The conclusion of the army’s pneumonia commission, however, is chilling in terms of implications for today. This commission, comprised of half a dozen of the finest scientists in America, both conducted autopsies and reviewed pathology reports of others; it found signs of what would today be called ARDS in almost half the autopsies. A separate study limited to the pathology of the disease, conducted by Milton Winternitz, a Welch protégé and later dean of the Yale Medical School, reached the same conclusion.

That overstates the proportion of victims who died from ARDS—in effect from influenzal viral pneumonia—because the army study looked only at deaths among soldiers, men who were young and otherwise healthy, the group most likely to have been killed by their own immune systems. In the total population, viral pneumonias and ARDS would not account for as high a percentage of the deaths. Most deaths almost certainly did come from secondary bacterial infections, but probably not quite so many as has been assumed.

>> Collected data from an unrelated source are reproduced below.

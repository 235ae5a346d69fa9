//! Pure derived values for rendering a countdown.

use crate::engine::{Phase, TimerSnapshot};

/// Remaining seconds at or below which a live countdown is flagged urgent.
pub const URGENT_THRESHOLD_SECS: u32 = 10;

pub const TIMES_UP_TITLE: &str = "\u{23f0} Time's Up!";

/// Format seconds as "m:ss" (minutes unpadded).
pub fn display_string(seconds_left: u32) -> String {
    let minutes = seconds_left / 60;
    let seconds = seconds_left % 60;
    format!("{}:{:02}", minutes, seconds)
}

/// Fraction of the configured time still remaining, clamped to `[0, 1]`.
pub fn progress_fraction(seconds_left: u32, total_seconds: u32) -> f64 {
    if total_seconds == 0 {
        return 0.0;
    }
    (seconds_left as f64 / total_seconds as f64).clamp(0.0, 1.0)
}

pub fn is_urgent(seconds_left: u32, phase: Phase) -> bool {
    matches!(phase, Phase::Running | Phase::Paused) && seconds_left <= URGENT_THRESHOLD_SECS
}

/// Circumference of the progress ring for a given radius.
pub fn ring_circumference(radius: f64) -> f64 {
    2.0 * std::f64::consts::PI * radius
}

/// Stroke dash offset that hides the elapsed share of the ring.
pub fn ring_dash_offset(progress: f64, circumference: f64) -> f64 {
    circumference * (1.0 - progress.clamp(0.0, 1.0))
}

pub fn page_title(snapshot: &TimerSnapshot, base_title: &str) -> String {
    match snapshot.phase {
        Phase::Completed => TIMES_UP_TITLE.to_string(),
        _ => format!("{} - {}", snapshot.display(), base_title),
    }
}
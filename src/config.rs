//! Application-level configuration constants.

// Timing
pub const TICK_INTERVAL_MS: u32 = 1_000;
pub const POP_ANIMATION_MS: u32 = 300;

// Progress ring
pub const RING_RADIUS: f64 = 125.0;
pub const RING_VIEWBOX: u32 = 300;
pub const RING_STROKE_WIDTH: u32 = 12;

// Page chrome
pub const APP_TITLE: &str = "Kitchen Timer";
pub const TICK_SOUND_SRC: &str = "assets/tick.wav";
pub const LEAVE_WARNING: &str = "Are you sure you want to leave? The timer is still running.";

// CSS classes toggled by the timer view
pub const RUNNING_BODY_CLASS: &str = "timer-running";
pub const PAUSED_CLASS: &str = "paused";
pub const FLASH_CLASS: &str = "flash";
pub const POP_CLASS: &str = "pop";

// Default value for the custom minutes field
pub const DEFAULT_CUSTOM_MINUTES: &str = "";
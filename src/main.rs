//! Main module for the Kitchen Timer application using Yew.
//! Resolves which view the page shows and wires hooks, state and components.

use gloo_utils::{document, window};
use kitchen_timer::selector::{MINUTES_PARAM, SELECTOR_PAGE};
use kitchen_timer::{
    list_presets, page_title, resolve_route, select_preset, submit_custom_duration,
    DurationPreset, FormValidationError, InputValidationError, NavigationRequest, Phase,
    PresetCategory, Route, TimerConfig,
};
use log::{info, warn};
use std::rc::Rc;
use web_sys::UrlSearchParams;
use yew::prelude::*;

mod components;
mod config;
mod hooks;
mod render;
mod ticker;

use components::{
    CompletionPopup, CustomTimerForm, PresetList, ProgressRing, TimeDisplay, TimerControls,
    TimerFace,
};
use config::*;
use hooks::{use_countdown, use_key_bindings, use_leave_guard, use_validated_input};

// ──────────────────────────────────────────────────────────────────────────────
// Helper functions

/// Leave the current page. Page loads are the only channel between views.
fn navigate(href: &str) {
    info!("Navigating to {}", href);
    if let Err(e) = window().location().set_href(href) {
        warn!("Navigation to {} failed: {:?}", href, e);
    }
}

/// Read the current location and decide which view to show.
fn current_route() -> Result<Route, InputValidationError> {
    let location = window().location();
    let pathname = location.pathname().unwrap_or_default();
    let minutes = location
        .search()
        .ok()
        .and_then(|search| UrlSearchParams::new_with_str(&search).ok())
        .and_then(|params| params.get(MINUTES_PARAM));
    resolve_route(&pathname, minutes.as_deref())
}

// ──────────────────────────────────────────────────────────────────────────────

/// Preset buttons plus the custom-minutes form.
#[function_component(SelectorView)]
fn selector_view() -> Html {
    let custom = use_validated_input(
        DEFAULT_CUSTOM_MINUTES,
        Rc::new(submit_custom_duration)
            as Rc<dyn Fn(&str) -> Result<NavigationRequest, FormValidationError>>,
    );

    let on_select = Callback::from(|preset: DurationPreset| {
        navigate(&select_preset(&preset).href());
    });

    let on_submit = {
        let validate = custom.validate.clone();
        Callback::from(move |_| {
            if let Some(request) = validate.emit(()) {
                navigate(&request.href());
            }
        })
    };

    html! {
        <main class="selector">
            <h1>{ APP_TITLE }</h1>
            { PresetCategory::ALL.iter().map(|category| html! {
                <PresetList
                    heading={category.heading()}
                    presets={list_presets(*category)}
                    on_select={on_select.clone()}
                />
            }).collect::<Html>() }
            <CustomTimerForm
                text={custom.text.clone()}
                error={custom.error.clone().map(AttrValue::from)}
                oninput={custom.on_text_input.clone()}
                onsubmit={on_submit}
            />
        </main>
    }
}

#[derive(Properties, PartialEq)]
struct TimerViewProps {
    config: TimerConfig,
}

/// Countdown face, controls and completion popup for one validated duration.
#[function_component(TimerView)]
fn timer_view(props: &TimerViewProps) -> Html {
    let tick_sound = use_node_ref();
    let countdown = use_countdown(props.config, tick_sound.clone());
    use_key_bindings(countdown.countdown.clone());
    use_leave_guard(countdown.countdown.clone());

    // Initial title before the first tick
    {
        let snapshot = countdown.snapshot;
        use_effect_with((), move |_| {
            document().set_title(&page_title(&snapshot, APP_TITLE));
        });
    }

    let snapshot = countdown.snapshot;
    let on_back = Callback::from(|_| navigate(SELECTOR_PAGE));

    html! {
        <main class="timer">
            <TimerFace phase={snapshot.phase}>
                <ProgressRing progress={snapshot.progress()} />
                <TimeDisplay text={snapshot.display()} urgent={snapshot.is_urgent()} />
            </TimerFace>
            <TimerControls
                phase={snapshot.phase}
                on_toggle={countdown.toggle.clone()}
                on_reset={countdown.reset.clone()}
                on_back={on_back}
            />
            <CompletionPopup
                visible={snapshot.phase == Phase::Completed}
                on_close={countdown.dismiss.clone()}
            />
            <audio id="tick-sound" ref={tick_sound} src={TICK_SOUND_SRC} preload="auto" />
        </main>
    }
}

#[derive(Properties, PartialEq)]
struct InvalidTimerProps {
    message: AttrValue,
}

/// Shown for a timer link without a usable duration: tell the user, then
/// return to the selector.
#[function_component(InvalidTimer)]
fn invalid_timer(props: &InvalidTimerProps) -> Html {
    {
        let message = props.message.clone();
        use_effect_with((), move |_| {
            if let Err(e) = window().alert_with_message(&message) {
                warn!("Alert failed: {:?}", e);
            }
            navigate(SELECTOR_PAGE);
        });
    }

    html! {
        <main class="timer-invalid">
            <p class="input-error">{ props.message.clone() }</p>
            <a href={SELECTOR_PAGE}>{ "Back to timers" }</a>
        </main>
    }
}

/// Root component: one view per page load.
#[function_component]
pub fn App() -> Html {
    match current_route() {
        Ok(Route::Selector) => html! { <SelectorView /> },
        Ok(Route::Timer(config)) => html! { <TimerView {config} /> },
        Err(e) => html! { <InvalidTimer message={e.to_string()} /> },
    }
}

/// Entry point: initializes Yew renderer for the App component.
fn main() {
    // Set the panic hook to log detailed errors to the console
    console_error_panic_hook::set_once();
    yew::Renderer::<App>::new().render();
}
//! Initialization contract of the timer view: a single `minutes` query
//! parameter that must name a positive whole number of minutes.

use log::warn;
use std::num::NonZeroU32;

use crate::engine::{TimerConfig, MAX_MINUTES};
use crate::selector::TIMER_PAGE;
use crate::InputValidationError;

#[derive(Debug, Clone, Copy, PartialEq, Eq)]
pub enum Route {
    Selector,
    Timer(TimerConfig),
}

/// Validate the raw `minutes` query value.
///
/// The value is read as a decimal number (fractions and exponents allowed),
/// must be finite and positive, and is floored to whole minutes.
pub fn parse_minutes_param(raw: Option<&str>) -> Result<TimerConfig, InputValidationError> {
    let raw = raw.ok_or(InputValidationError::Missing)?;
    let trimmed = raw.trim();

    let value = trimmed
        .parse::<f64>()
        .ok()
        .filter(|v| v.is_finite())
        .ok_or_else(|| InputValidationError::NotANumber(trimmed.to_string()))?;

    if value <= 0.0 {
        return Err(InputValidationError::NotPositive(value));
    }
    let whole = value.floor();
    if whole > MAX_MINUTES as f64 {
        return Err(InputValidationError::OutOfRange(whole));
    }
    let minutes = NonZeroU32::new(whole as u32).ok_or(InputValidationError::NotPositive(value))?;
    TimerConfig::from_minutes(minutes)
}

pub fn is_timer_path(pathname: &str) -> bool {
    let last = pathname.trim_end_matches('/').rsplit('/').next().unwrap_or("");
    last == TIMER_PAGE || last == TIMER_PAGE.trim_end_matches(".html")
}

/// Decide which view a page load shows.
pub fn resolve_route(
    pathname: &str,
    minutes: Option<&str>,
) -> Result<Route, InputValidationError> {
    if !is_timer_path(pathname) {
        return Ok(Route::Selector);
    }
    parse_minutes_param(minutes).map(Route::Timer).map_err(|e| {
        warn!("Rejected timer parameter {:?}: {}", minutes, e);
        e
    })
}
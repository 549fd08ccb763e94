// Copyright (c) 2025 Fabstir
// SPDX-License-Identifier: BUSL-1.1
//! Tesseract fallback engine (via leptess)

use anyhow::{Context, Result};
use image::DynamicImage;
use leptess::{LepTess, Variable};

/// Secondary OCR engine: reads one uniform block of text from an in-memory
/// image
pub trait BlockTextReader: Send + Sync {
    fn read_block(&self, image: &DynamicImage) -> Result<String>;
}

/// Tesseract-backed block reader
///
/// A fresh engine is initialized per call; `LepTess` holds raw C state and is
/// not shareable across threads.
pub struct TesseractReader {
    lang: String,
}

impl TesseractReader {
    pub fn new(lang: impl Into<String>) -> Self {
        Self { lang: lang.into() }
    }
}

impl BlockTextReader for TesseractReader {
    fn read_block(&self, image: &DynamicImage) -> Result<String> {
        let mut tesseract = LepTess::new(None, &self.lang)
            .context("Failed to initialize Tesseract. Is Tesseract installed?")?;

        // PSM 6: assume a single uniform block of text
        tesseract
            .set_variable(Variable::TesseditPagesegMode, "6")
            .context("Failed to set page segmentation mode")?;

        // leptess wants image data in an encoded format
        let mut png_bytes = Vec::new();
        image
            .write_to(&mut std::io::Cursor::new(&mut png_bytes), image::ImageFormat::Png)
            .context("Failed to encode image as PNG")?;

        tesseract
            .set_image_from_mem(&png_bytes)
            .context("Failed to load image into Tesseract")?;

        // Must be set after the image
        tesseract.set_source_resolution(300);

        tesseract
            .get_utf8_text()
            .context("Failed to extract text from image")
    }
}
// Copyright (c) 2025 Fabstir
// SPDX-License-Identifier: BUSL-1.1
//! The upload-and-scan endpoint

use std::time::Instant;

use axum::extract::{Multipart, State};
use axum::Json;
use tracing::{error, info};

use crate::api::errors::ApiError;
use crate::api::http_server::{sanitize_filename, AppState};
use crate::pipeline::PipelineError;
use crate::vision::decode_image_bytes;

use super::response::ScanResponse;

/// POST /upload
///
/// Accepts a multipart form with a single "file" part, persists the upload,
/// runs the scan pipeline, and returns the annotated image URL plus the
/// extracted fields.
pub async fn upload_handler(
    State(state): State<AppState>,
    mut multipart: Multipart,
) -> Result<Json<ScanResponse>, ApiError> {
    let started = Instant::now();

    let mut upload: Option<(String, Vec<u8>)> = None;
    while let Some(field) = multipart
        .next_field()
        .await
        .map_err(|e| ApiError::InvalidRequest(format!("Malformed multipart body: {}", e)))?
    {
        if field.name() == Some("file") {
            let filename = field.file_name().unwrap_or_default().to_string();
            let data = field
                .bytes()
                .await
                .map_err(|e| ApiError::InvalidRequest(format!("Failed to read file part: {}", e)))?;
            upload = Some((filename, data.to_vec()));
            break;
        }
    }

    let (filename, data) = upload.ok_or(ApiError::MissingFilePart)?;
    if filename.is_empty() {
        return Err(ApiError::EmptyFilename);
    }
    let filename = sanitize_filename(&filename)?;

    // Reject non-images before anything touches disk
    decode_image_bytes(&data).map_err(|e| ApiError::ValidationError {
        field: "file".to_string(),
        message: e.to_string(),
    })?;

    let upload_path = state.config.upload_dir.join(&filename);
    tokio::fs::write(&upload_path, &data)
        .await
        .map_err(|e| ApiError::InternalError(format!("Failed to save upload: {}", e)))?;

    info!("Saved upload {} ({} bytes)", filename, data.len());

    let outcome = state.pipeline.process(&upload_path).await.map_err(|e| {
        error!("Scan failed for {}: {}", filename, e);
        match e {
            PipelineError::Detection(inner) => {
                ApiError::ProcessingFailed(format!("Detection failed: {}", inner))
            }
            other => ApiError::InternalError(other.to_string()),
        }
    })?;

    let result_name = file_name_of(&outcome.annotated_image);
    let cropped_images = outcome
        .cropped_images
        .iter()
        .map(|p| format!("/static/cropped_images/{}", file_name_of(p)))
        .collect();

    Ok(Json(ScanResponse {
        original_image: format!("/uploads/{}", filename),
        result_image: format!("/static/detections/{}", result_name),
        units: outcome.fields.units,
        box_no: outcome.fields.box_no,
        cropped_images,
        processing_time_ms: started.elapsed().as_millis() as u64,
    }))
}

fn file_name_of(path: &std::path::Path) -> String {
    path.file_name()
        .map(|n| n.to_string_lossy().into_owned())
        .unwrap_or_default()
}
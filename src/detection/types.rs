// Copyright (c) 2025 Fabstir
// SPDX-License-Identifier: BUSL-1.1
//! Detection wire types and derived geometry

use serde::{Deserialize, Serialize};

/// One labeled region returned by the detection service
///
/// Boxes arrive in center/size form. Parsing is tolerant: a prediction object
/// missing any numeric field, or the class label, still parses with zero /
/// empty defaults instead of failing the whole response.
#[derive(Debug, Clone, Serialize, Deserialize)]
pub struct Detection {
    /// Class label assigned by the model (e.g. "Units", "BoxNo")
    #[serde(rename = "class", default)]
    pub class_label: String,
    /// Box center, x coordinate
    #[serde(default)]
    pub x: f32,
    /// Box center, y coordinate
    #[serde(default)]
    pub y: f32,
    /// Box width
    #[serde(default)]
    pub width: f32,
    /// Box height
    #[serde(default)]
    pub height: f32,
    /// Detection confidence (0.0-1.0)
    #[serde(default)]
    pub confidence: f32,
}

impl Detection {
    /// Corner-coordinate bounding box derived from the center/size form
    pub fn bounding_box(&self) -> BoundingBox {
        BoundingBox {
            x1: self.x - self.width / 2.0,
            y1: self.y - self.height / 2.0,
            x2: self.x + self.width / 2.0,
            y2: self.y + self.height / 2.0,
        }
    }
}

/// Axis-aligned box in corner form, derived from a [`Detection`]
#[derive(Debug, Clone, Copy, PartialEq)]
pub struct BoundingBox {
    pub x1: f32,
    pub y1: f32,
    pub x2: f32,
    pub y2: f32,
}

impl BoundingBox {
    /// Clamp to image bounds and convert to an integer crop rectangle
    /// `(x, y, width, height)`.
    ///
    /// Degenerate boxes still yield a 1x1 rectangle so every detection
    /// produces a crop artifact.
    pub fn crop_rect(&self, image_width: u32, image_height: u32) -> (u32, u32, u32, u32) {
        let max_x = image_width.saturating_sub(1) as f32;
        let max_y = image_height.saturating_sub(1) as f32;

        let x = self.x1.clamp(0.0, max_x).floor() as u32;
        let y = self.y1.clamp(0.0, max_y).floor() as u32;
        let x2 = self.x2.clamp(0.0, image_width as f32).ceil() as u32;
        let y2 = self.y2.clamp(0.0, image_height as f32).ceil() as u32;

        let w = x2.saturating_sub(x).max(1).min(image_width.saturating_sub(x).max(1));
        let h = y2.saturating_sub(y).max(1).min(image_height.saturating_sub(y).max(1));

        (x, y, w, h)
    }
}

/// Top-level payload returned by the detection endpoint
#[derive(Debug, Clone, Deserialize)]
pub struct DetectionResponse {
    /// Predictions in the order the service reported them
    #[serde(default)]
    pub predictions: Vec<Detection>,
}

That should, however, be small comfort for those who worry about the next influenza pandemic.

The 1957 pandemic struck in the golden age of antibiotics, but even then just 25 percent of the fatalities had viral pneumonia only; three-quarters of the deaths came from complications, generally bacterial pneumonia. Since then bacterial resistance has become a major problem in medicine. Today the mortality rate for a bacterial pneumonia following influenza is still roughly 7 percent, and in some parts of the United States, 35 percent of pneumococcal infections are resistant to the antibiotic of choice. When staphylococcus aureus, a bacterium that has become particularly troubling in hospitals because of its resistance to antibiotics, is the secondary invader, the death rate—today—rises to as high as 42 percent. That is higher than the general death rate from bacterial pneumonias in 1918.